** Opening Supplied data block **

//! HTML Writer (C5): persists a downloaded [`HtmlRanking`] under a stable
//! per-ranking directory layout.

use std::path::{Path, PathBuf};

use crate::constants::{
    OUTPUT_HTML_BY_COURSE_FOLDER, OUTPUT_HTML_BY_ID_FOLDER, OUTPUT_HTML_BY_MERIT_FOLDER,
    OUTPUT_HTML_INDEX_FILENAME,
};
use crate::download::{HtmlPage, HtmlRanking};
use crate::error::Result;
use crate::writer::FsStore;

/// Writes `ranking`'s pages under `html_root/<ranking.id>/`.
pub async fn write_ranking(html_root: &Path, ranking: &HtmlRanking) -> Result<()> {
    let root = html_root.join(&ranking.id);
    let store = FsStore::new(&root).await?;

    if let Some(index) = &ranking.index {
        store.write_bytes(OUTPUT_HTML_INDEX_FILENAME, &index.content).await?;
    }

    write_family(&root, OUTPUT_HTML_BY_MERIT_FOLDER, &ranking.by_merit).await?;
    write_family(&root, OUTPUT_HTML_BY_ID_FOLDER, &ranking.by_id).await?;
    write_family(&root, OUTPUT_HTML_BY_COURSE_FOLDER, &ranking.by_course).await?;

    Ok(())
}

async fn write_family(root: &Path, subfolder: &str, pages: &[HtmlPage]) -> Result<()> {
    if pages.is_empty() {
        return Ok(());
    }

    let store = FsStore::new(root.join(subfolder)).await?;
    for page in pages {
        store.write_bytes(&page_filename(&page.id), &page.content).await?;
    }
    Ok(())
}

/// Derives a filesystem-safe filename from a source href: the basename,
/// with path separators replaced so a relative href can't escape its folder.
fn page_filename(href: &str) -> String {
    let base = href.rsplit('/').next().unwrap_or(href);
    if base.is_empty() {
        href.replace(['/', '\\'], "_")
    } else {
        base.to_string()
    }
}

pub fn ranking_dir(html_root: &Path, ranking_id: &str) -> PathBuf {
    html_root.join(ranking_id)
}

#[cfg(test)]
mod tests {
    use super::*;

    #[test]
    fn test_page_filename_takes_basename() {
        assert_eq!(page_filename("2024_generale.html"), "2024_generale.html");
        assert_eq!(page_filename("sub/path/2024_generale.html"), "2024_generale.html");
    }

    #[tokio::test]
    async fn test_write_ranking_creates_expected_tree() {
        let dir = tempdir();
        let ranking = HtmlRanking {
            id: "2024_20103_html".to_string(),
            url: "https://example.test/2024_20103_html/".to_string(),
            index: Some(HtmlPage {
                id: "index".to_string(),
                content: b"<html></html>".to_vec(),
            }),
            by_merit: vec![HtmlPage {
                id: "2024_generale.html".to_string(),
                content: b"<html>merit</html>".to_vec(),
            }],
            by_id: vec![],
            by_course: vec![],
            page_count: 2,
        };

        write_ranking(&dir, &ranking).await.unwrap();

        let root = ranking_dir(&dir, &ranking.id);
        assert!(tokio::fs::try_exists(root.join(OUTPUT_HTML_INDEX_FILENAME)).await.unwrap());
        assert!(tokio::fs::try_exists(
            root.join(OUTPUT_HTML_BY_MERIT_FOLDER).join("2024_generale.html")
        )
        .await
        .unwrap());
    }

    fn tempdir() -> PathBuf {
        let mut p = std::env::temp_dir();
        p.push(format!("rankings-core-html-writer-test-{}-{}", std::process::id(), unique()));
        p
    }

    fn unique() -> u64 {
        use std::sync::atomic::{AtomicU64, Ordering};
        static COUNTER: AtomicU64 = AtomicU64::new(0);
        COUNTER.fetch_add(1, Ordering::Relaxed)
    }
}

** Closing Supplied data block **

Aim of the task: For the string "HtmlRanking", return every line of the data where it appears.

Answer space:
//! HTML Writer (C5): persists a downloaded [`HtmlRanking`] under a stable
use crate::download::{HtmlPage, HtmlRanking};
pub async fn write_ranking(html_root: &Path, ranking: &HtmlRanking) -> Result<()> {
        let ranking = HtmlRanking {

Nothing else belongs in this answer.